(Aim of the task): Below are the entries. Transcribe exactly the lines from the one with "assert_eq!(messages.len(), 1);" through the one with "TraceLayer::new_for_http()", ends included, and leave out all others.

- - - - - - -

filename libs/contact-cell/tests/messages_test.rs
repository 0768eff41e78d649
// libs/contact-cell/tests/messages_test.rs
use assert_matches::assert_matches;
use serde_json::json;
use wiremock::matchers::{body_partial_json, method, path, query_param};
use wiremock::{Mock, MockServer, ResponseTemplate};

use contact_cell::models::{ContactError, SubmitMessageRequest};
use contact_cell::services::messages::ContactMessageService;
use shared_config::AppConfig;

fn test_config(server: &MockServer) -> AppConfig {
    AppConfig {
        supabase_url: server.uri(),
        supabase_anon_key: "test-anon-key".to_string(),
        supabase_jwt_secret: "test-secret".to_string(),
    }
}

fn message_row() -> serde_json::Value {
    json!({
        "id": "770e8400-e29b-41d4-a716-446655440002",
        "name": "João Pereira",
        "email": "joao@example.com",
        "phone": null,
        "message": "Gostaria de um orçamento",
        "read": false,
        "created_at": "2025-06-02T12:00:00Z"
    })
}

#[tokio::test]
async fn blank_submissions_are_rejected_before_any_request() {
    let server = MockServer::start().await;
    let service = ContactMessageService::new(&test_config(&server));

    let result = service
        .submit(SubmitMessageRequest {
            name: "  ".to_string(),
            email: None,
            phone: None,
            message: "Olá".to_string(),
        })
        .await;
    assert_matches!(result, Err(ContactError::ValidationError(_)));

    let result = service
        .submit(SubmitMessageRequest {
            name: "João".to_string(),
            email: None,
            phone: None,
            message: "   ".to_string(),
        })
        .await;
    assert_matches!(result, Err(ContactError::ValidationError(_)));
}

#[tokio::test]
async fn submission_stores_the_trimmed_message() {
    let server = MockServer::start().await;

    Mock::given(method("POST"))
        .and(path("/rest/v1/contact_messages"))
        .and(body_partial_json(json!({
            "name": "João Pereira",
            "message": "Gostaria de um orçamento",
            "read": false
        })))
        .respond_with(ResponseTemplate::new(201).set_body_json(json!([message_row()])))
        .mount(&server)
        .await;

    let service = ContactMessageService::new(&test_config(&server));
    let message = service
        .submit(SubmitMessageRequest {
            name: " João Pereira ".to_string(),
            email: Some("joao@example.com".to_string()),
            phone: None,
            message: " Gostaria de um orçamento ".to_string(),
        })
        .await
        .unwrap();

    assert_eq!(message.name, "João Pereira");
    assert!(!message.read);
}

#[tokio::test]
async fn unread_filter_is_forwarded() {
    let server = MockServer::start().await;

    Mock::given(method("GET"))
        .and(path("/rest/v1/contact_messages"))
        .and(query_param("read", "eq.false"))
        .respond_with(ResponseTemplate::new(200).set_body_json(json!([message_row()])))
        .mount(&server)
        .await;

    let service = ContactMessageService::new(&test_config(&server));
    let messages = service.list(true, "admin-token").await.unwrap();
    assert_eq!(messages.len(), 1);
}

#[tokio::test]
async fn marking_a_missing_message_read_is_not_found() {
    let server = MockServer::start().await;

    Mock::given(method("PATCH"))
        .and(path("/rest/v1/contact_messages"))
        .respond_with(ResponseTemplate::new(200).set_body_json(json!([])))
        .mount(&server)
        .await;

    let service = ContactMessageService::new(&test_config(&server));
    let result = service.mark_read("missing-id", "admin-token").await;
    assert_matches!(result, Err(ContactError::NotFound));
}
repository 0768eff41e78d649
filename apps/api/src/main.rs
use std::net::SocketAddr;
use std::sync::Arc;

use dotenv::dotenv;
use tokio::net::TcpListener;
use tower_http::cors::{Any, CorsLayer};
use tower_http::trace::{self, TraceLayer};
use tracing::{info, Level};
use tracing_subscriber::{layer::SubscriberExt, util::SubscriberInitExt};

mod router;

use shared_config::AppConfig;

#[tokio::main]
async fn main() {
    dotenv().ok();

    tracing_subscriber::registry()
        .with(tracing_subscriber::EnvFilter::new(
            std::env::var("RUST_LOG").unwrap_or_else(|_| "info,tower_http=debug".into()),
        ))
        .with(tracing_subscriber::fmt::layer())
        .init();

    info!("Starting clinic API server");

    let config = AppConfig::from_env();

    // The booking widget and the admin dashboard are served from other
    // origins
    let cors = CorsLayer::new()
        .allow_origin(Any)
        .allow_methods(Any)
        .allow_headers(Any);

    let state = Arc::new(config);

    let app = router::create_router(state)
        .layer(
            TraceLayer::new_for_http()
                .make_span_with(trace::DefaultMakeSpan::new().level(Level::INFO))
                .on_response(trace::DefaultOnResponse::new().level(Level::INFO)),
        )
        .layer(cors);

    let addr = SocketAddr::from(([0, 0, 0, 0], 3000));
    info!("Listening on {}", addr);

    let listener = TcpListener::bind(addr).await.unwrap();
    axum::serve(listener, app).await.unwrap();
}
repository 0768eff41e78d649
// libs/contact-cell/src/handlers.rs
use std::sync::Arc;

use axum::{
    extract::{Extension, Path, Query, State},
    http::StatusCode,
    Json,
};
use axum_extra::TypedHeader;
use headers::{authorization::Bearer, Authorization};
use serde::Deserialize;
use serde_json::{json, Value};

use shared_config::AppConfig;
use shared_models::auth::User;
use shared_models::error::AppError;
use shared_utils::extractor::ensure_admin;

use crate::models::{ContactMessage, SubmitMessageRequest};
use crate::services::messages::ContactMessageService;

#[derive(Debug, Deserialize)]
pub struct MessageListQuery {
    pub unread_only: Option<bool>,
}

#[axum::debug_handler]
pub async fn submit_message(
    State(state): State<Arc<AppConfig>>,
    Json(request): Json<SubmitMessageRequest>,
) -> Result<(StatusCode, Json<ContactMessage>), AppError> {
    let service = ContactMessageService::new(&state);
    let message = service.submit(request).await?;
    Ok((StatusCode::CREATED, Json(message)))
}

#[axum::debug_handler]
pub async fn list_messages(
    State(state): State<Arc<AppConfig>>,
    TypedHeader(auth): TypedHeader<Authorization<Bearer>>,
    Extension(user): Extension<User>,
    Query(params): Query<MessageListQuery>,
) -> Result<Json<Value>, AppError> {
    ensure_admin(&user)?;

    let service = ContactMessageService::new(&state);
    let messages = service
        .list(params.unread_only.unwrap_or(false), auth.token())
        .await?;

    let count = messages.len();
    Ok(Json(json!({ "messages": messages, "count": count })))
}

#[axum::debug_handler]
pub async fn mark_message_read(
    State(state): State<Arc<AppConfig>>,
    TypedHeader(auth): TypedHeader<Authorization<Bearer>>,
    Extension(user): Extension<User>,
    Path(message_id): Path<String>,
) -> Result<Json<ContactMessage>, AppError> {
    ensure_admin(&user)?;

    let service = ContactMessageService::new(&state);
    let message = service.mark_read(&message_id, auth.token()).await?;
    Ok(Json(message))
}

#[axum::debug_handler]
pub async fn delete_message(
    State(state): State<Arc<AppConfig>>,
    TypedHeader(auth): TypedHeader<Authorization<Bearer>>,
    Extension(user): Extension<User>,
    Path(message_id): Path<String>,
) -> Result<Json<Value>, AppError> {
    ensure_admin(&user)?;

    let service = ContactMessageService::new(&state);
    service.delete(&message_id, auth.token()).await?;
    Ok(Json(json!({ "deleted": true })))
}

- - - - - - -

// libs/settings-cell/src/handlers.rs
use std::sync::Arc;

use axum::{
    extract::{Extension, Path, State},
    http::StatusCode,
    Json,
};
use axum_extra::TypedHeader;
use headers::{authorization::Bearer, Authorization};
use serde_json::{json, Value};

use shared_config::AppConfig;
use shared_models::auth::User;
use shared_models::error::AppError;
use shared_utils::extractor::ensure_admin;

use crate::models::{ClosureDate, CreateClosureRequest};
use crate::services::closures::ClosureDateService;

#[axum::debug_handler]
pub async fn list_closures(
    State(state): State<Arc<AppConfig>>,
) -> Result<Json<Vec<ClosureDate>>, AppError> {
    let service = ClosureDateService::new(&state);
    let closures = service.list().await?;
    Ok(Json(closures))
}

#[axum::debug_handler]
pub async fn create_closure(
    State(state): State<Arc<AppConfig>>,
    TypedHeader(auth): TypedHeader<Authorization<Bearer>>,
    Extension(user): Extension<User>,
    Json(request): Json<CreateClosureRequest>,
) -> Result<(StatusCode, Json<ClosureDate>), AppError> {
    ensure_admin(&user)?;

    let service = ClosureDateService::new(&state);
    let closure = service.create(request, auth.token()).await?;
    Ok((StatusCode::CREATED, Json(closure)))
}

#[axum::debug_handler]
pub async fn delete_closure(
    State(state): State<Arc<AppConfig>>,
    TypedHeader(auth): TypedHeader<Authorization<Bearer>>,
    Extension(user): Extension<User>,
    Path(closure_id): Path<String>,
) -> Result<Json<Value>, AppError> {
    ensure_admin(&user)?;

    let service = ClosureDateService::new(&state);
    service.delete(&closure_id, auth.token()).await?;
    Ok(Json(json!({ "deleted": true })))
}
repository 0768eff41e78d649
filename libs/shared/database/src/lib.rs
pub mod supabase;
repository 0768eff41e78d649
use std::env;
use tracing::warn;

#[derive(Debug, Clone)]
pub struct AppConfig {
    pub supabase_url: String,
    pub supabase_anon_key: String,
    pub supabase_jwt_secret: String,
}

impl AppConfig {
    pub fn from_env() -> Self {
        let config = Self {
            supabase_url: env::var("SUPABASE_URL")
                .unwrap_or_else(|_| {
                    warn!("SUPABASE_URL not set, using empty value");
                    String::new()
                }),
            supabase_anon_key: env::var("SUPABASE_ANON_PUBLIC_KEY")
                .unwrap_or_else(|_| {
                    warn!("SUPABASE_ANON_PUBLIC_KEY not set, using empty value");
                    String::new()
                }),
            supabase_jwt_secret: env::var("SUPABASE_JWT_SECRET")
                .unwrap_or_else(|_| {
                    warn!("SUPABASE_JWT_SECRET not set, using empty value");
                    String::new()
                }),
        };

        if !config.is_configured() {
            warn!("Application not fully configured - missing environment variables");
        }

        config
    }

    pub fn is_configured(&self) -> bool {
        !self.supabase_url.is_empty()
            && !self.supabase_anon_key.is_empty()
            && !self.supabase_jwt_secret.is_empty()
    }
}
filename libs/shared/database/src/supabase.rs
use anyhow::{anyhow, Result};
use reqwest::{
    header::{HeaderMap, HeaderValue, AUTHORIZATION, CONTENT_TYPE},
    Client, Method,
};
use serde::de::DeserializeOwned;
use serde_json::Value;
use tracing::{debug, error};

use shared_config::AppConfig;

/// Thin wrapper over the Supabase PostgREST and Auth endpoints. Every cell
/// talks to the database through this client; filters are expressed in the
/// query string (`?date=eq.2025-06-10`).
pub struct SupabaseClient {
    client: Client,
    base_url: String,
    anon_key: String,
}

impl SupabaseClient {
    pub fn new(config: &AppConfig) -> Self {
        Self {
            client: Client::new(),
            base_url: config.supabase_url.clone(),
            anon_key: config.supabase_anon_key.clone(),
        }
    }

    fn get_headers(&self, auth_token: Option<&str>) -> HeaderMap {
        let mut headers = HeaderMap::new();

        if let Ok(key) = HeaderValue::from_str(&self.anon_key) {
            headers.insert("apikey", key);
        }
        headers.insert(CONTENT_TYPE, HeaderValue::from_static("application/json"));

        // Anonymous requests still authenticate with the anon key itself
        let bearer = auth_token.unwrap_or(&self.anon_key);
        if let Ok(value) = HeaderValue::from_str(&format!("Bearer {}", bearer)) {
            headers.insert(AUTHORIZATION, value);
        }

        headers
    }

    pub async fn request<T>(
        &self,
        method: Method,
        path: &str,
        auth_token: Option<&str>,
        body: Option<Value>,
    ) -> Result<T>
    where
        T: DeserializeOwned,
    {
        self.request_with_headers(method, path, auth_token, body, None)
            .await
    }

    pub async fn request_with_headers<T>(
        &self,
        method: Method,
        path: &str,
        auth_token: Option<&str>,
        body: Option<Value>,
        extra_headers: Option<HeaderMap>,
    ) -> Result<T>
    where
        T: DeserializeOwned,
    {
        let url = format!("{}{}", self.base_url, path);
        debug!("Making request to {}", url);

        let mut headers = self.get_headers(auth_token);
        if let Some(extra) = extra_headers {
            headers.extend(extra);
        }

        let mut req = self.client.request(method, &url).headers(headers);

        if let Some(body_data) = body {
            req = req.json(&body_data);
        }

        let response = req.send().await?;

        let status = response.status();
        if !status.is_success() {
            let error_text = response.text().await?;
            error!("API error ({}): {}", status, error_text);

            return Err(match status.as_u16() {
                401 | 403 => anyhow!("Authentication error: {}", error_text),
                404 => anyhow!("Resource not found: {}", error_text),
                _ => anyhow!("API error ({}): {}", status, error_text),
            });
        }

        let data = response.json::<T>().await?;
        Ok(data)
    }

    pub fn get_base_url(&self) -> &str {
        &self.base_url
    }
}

- - - - - - -

(Task response):
    assert_eq!(messages.len(), 1);
}

#[tokio::test]
async fn marking_a_missing_message_read_is_not_found() {
    let server = MockServer::start().await;

    Mock::given(method("PATCH"))
        .and(path("/rest/v1/contact_messages"))
        .respond_with(ResponseTemplate::new(200).set_body_json(json!([])))
        .mount(&server)
        .await;

    let service = ContactMessageService::new(&test_config(&server));
    let result = service.mark_read("missing-id", "admin-token").await;
    assert_matches!(result, Err(ContactError::NotFound));
}
repository 0768eff41e78d649
filename apps/api/src/main.rs
use std::net::SocketAddr;
use std::sync::Arc;

use dotenv::dotenv;
use tokio::net::TcpListener;
use tower_http::cors::{Any, CorsLayer};
use tower_http::trace::{self, TraceLayer};
use tracing::{info, Level};
use tracing_subscriber::{layer::SubscriberExt, util::SubscriberInitExt};

mod router;

use shared_config::AppConfig;

#[tokio::main]
async fn main() {
    dotenv().ok();

    tracing_subscriber::registry()
        .with(tracing_subscriber::EnvFilter::new(
            std::env::var("RUST_LOG").unwrap_or_else(|_| "info,tower_http=debug".into()),
        ))
        .with(tracing_subscriber::fmt::layer())
        .init();

    info!("Starting clinic API server");

    let config = AppConfig::from_env();

    // The booking widget and the admin dashboard are served from other
    // origins
    let cors = CorsLayer::new()
        .allow_origin(Any)
        .allow_methods(Any)
        .allow_headers(Any);

    let state = Arc::new(config);

    let app = router::create_router(state)
        .layer(
            TraceLayer::new_for_http()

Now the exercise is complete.